(Items from a data source)
▼▼▼

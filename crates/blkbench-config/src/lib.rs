//! Settings management for blkbench
//!
//! The five positional arguments fully describe a run; settings only
//! adjust what they leave open. Sources, lowest precedence first:
//! 1. Built-in defaults (1 GiB region, 64 MiB access volume, text output)
//! 2. ~/.config/blkbench/config.toml (user defaults)
//! 3. blkbench.toml (project settings)
//! 4. blkbench.local.toml (gitignored, local overrides)
//! 5. Environment variables (`BLKBENCH_<SECTION>__<KEY>`)
//! 6. CLI flags (applied by the binary)

use anyhow::Result;
use serde::{Deserialize, Serialize};
use std::path::Path;

mod error;
mod loader;
mod paths;

pub use error::ConfigError;
pub use loader::ConfigLoader;
pub use paths::Paths;

/// Main blkbench settings
#[derive(Debug, Clone, Default, PartialEq, Eq, Serialize, Deserialize)]
#[serde(default)]
pub struct BenchSettings {
    pub benchmark: BenchmarkSettings,
    pub output: OutputSettings,
}

#[derive(Debug, Clone, PartialEq, Eq, Serialize, Deserialize)]
#[serde(default)]
pub struct BenchmarkSettings {
    /// Bytes at the start of the target that offsets may fall in.
    pub region_size: u64,
    /// Bytes transferred per run.
    pub access_size: u64,
    /// Seed for random access plans; OS entropy when unset.
    #[serde(skip_serializing_if = "Option::is_none")]
    pub seed: Option<u64>,
}

impl Default for BenchmarkSettings {
    fn default() -> Self {
        Self {
            region_size: 1024 * 1024 * 1024,
            access_size: 64 * 1024 * 1024,
            seed: None,
        }
    }
}

#[derive(Debug, Clone, PartialEq, Eq, Serialize, Deserialize)]
#[serde(default)]
pub struct OutputSettings {
    pub format: OutputFormat,
    pub color: bool,
}

impl Default for OutputSettings {
    fn default() -> Self {
        Self {
            format: OutputFormat::Text,
            color: true,
        }
    }
}

#[derive(Debug, Clone, Copy, Serialize, Deserialize, PartialEq, Eq)]
#[serde(rename_all = "kebab-case")]
pub enum OutputFormat {
    Text,
    Json,
}

impl BenchSettings {
    /// Load settings from default locations
    pub fn load() -> Result<Self> {
        ConfigLoader::new().load()
    }

    /// Load settings with project files taken from a specific directory
    pub fn load_from_dir(project_dir: impl AsRef<Path>) -> Result<Self> {
        ConfigLoader::new().with_project_dir(project_dir).load()
    }

    /// Checks the sizes describe a usable benchmark window
    pub fn validate(&self) -> Result<(), ConfigError> {
        let BenchmarkSettings {
            region_size,
            access_size,
            ..
        } = self.benchmark;

        if region_size == 0 {
            return Err(ConfigError::ValidationError(
                "benchmark.region_size must be > 0".to_string(),
            ));
        }
        if access_size == 0 {
            return Err(ConfigError::ValidationError(
                "benchmark.access_size must be > 0".to_string(),
            ));
        }
        if access_size > region_size {
            return Err(ConfigError::ValidationError(format!(
                "benchmark.access_size ({access_size}) exceeds benchmark.region_size ({region_size})"
            )));
        }
        Ok(())
    }
}

#[cfg(test)]
mod tests {
    use super::*;

    #[test]
    fn test_default_settings() {
        let settings = BenchSettings::default();
        assert_eq!(settings.benchmark.region_size, 1 << 30);
        assert_eq!(settings.benchmark.access_size, 64 << 20);
        assert_eq!(settings.benchmark.seed, None);
        assert_eq!(settings.output.format, OutputFormat::Text);
        assert!(settings.output.color);
        assert!(settings.validate().is_ok());
    }

    #[test]
    fn test_validation() {
        let mut settings = BenchSettings::default();
        settings.benchmark.access_size = settings.benchmark.region_size * 2;
        let err = settings.validate().unwrap_err();
        assert!(err.to_string().contains("exceeds"));

        settings.benchmark.region_size = 0;
        assert!(settings.validate().is_err());

        let mut settings = BenchSettings::default();
        settings.benchmark.access_size = 0;
        assert!(settings.validate().is_err());
    }

    #[test]
    fn test_toml_shape() {
        let text = toml::to_string(&BenchSettings::default()).unwrap();
        assert!(text.contains("[benchmark]"));
        assert!(text.contains("region_size = 1073741824"));
        assert!(text.contains("format = \"text\""));
        assert!(!text.contains("seed"));

        let parsed: BenchSettings = toml::from_str(&text).unwrap();
        assert_eq!(parsed, BenchSettings::default());
    }
}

▲▲▲

• What is needed: Each entry needs to be given again exactly as it stands.

• Task response:
filename crates/blkbench-config/src/lib.rs
//! Settings management for blkbench
//!
//! The five positional arguments fully describe a run; settings only
//! adjust what they leave open. Sources, lowest precedence first:
//! 1. Built-in defaults (1 GiB region, 64 MiB access volume, text output)
//! 2. ~/.config/blkbench/config.toml (user defaults)
//! 3. blkbench.toml (project settings)
//! 4. blkbench.local.toml (gitignored, local overrides)
//! 5. Environment variables (`BLKBENCH_<SECTION>__<KEY>`)
//! 6. CLI flags (applied by the binary)

use anyhow::Result;
use serde::{Deserialize, Serialize};
use std::path::Path;

mod error;
mod loader;
mod paths;

pub use error::ConfigError;
pub use loader::ConfigLoader;
pub use paths::Paths;

/// Main blkbench settings
#[derive(Debug, Clone, Default, PartialEq, Eq, Serialize, Deserialize)]
#[serde(default)]
pub struct BenchSettings {
    pub benchmark: BenchmarkSettings,
    pub output: OutputSettings,
}

#[derive(Debug, Clone, PartialEq, Eq, Serialize, Deserialize)]
#[serde(default)]
pub struct BenchmarkSettings {
    /// Bytes at the start of the target that offsets may fall in.
    pub region_size: u64,
    /// Bytes transferred per run.
    pub access_size: u64,
    /// Seed for random access plans; OS entropy when unset.
    #[serde(skip_serializing_if = "Option::is_none")]
    pub seed: Option<u64>,
}

impl Default for BenchmarkSettings {
    fn default() -> Self {
        Self {
            region_size: 1024 * 1024 * 1024,
            access_size: 64 * 1024 * 1024,
            seed: None,
        }
    }
}

#[derive(Debug, Clone, PartialEq, Eq, Serialize, Deserialize)]
#[serde(default)]
pub struct OutputSettings {
    pub format: OutputFormat,
    pub color: bool,
}

impl Default for OutputSettings {
    fn default() -> Self {
        Self {
            format: OutputFormat::Text,
            color: true,
        }
    }
}

#[derive(Debug, Clone, Copy, Serialize, Deserialize, PartialEq, Eq)]
#[serde(rename_all = "kebab-case")]
pub enum OutputFormat {
    Text,
    Json,
}

impl BenchSettings {
    /// Load settings from default locations
    pub fn load() -> Result<Self> {
        ConfigLoader::new().load()
    }

    /// Load settings with project files taken from a specific directory
    pub fn load_from_dir(project_dir: impl AsRef<Path>) -> Result<Self> {
        ConfigLoader::new().with_project_dir(project_dir).load()
    }

    /// Checks the sizes describe a usable benchmark window
    pub fn validate(&self) -> Result<(), ConfigError> {
        let BenchmarkSettings {
            region_size,
            access_size,
            ..
        } = self.benchmark;

        if region_size == 0 {
            return Err(ConfigError::ValidationError(
                "benchmark.region_size must be > 0".to_string(),
            ));
        }
        if access_size == 0 {
            return Err(ConfigError::ValidationError(
                "benchmark.access_size must be > 0".to_string(),
            ));
        }
        if access_size > region_size {
            return Err(ConfigError::ValidationError(format!(
                "benchmark.access_size ({access_size}) exceeds benchmark.region_size ({region_size})"
            )));
        }
        Ok(())
    }
}

#[cfg(test)]
mod tests {
    use super::*;

    #[test]
    fn test_default_settings() {
        let settings = BenchSettings::default();
        assert_eq!(settings.benchmark.region_size, 1 << 30);
        assert_eq!(settings.benchmark.access_size, 64 << 20);
        assert_eq!(settings.benchmark.seed, None);
        assert_eq!(settings.output.format, OutputFormat::Text);
        assert!(settings.output.color);
        assert!(settings.validate().is_ok());
    }

    #[test]
    fn test_validation() {
        let mut settings = BenchSettings::default();
        settings.benchmark.access_size = settings.benchmark.region_size * 2;
        let err = settings.validate().unwrap_err();
        assert!(err.to_string().contains("exceeds"));

        settings.benchmark.region_size = 0;
        assert!(settings.validate().is_err());

        let mut settings = BenchSettings::default();
        settings.benchmark.access_size = 0;
        assert!(settings.validate().is_err());
    }

    #[test]
    fn test_toml_shape() {
        let text = toml::to_string(&BenchSettings::default()).unwrap();
        assert!(text.contains("[benchmark]"));
        assert!(text.contains("region_size = 1073741824"));
        assert!(text.contains("format = \"text\""));
        assert!(!text.contains("seed"));

        let parsed: BenchSettings = toml::from_str(&text).unwrap();
        assert_eq!(parsed, BenchSettings::default());
    }
}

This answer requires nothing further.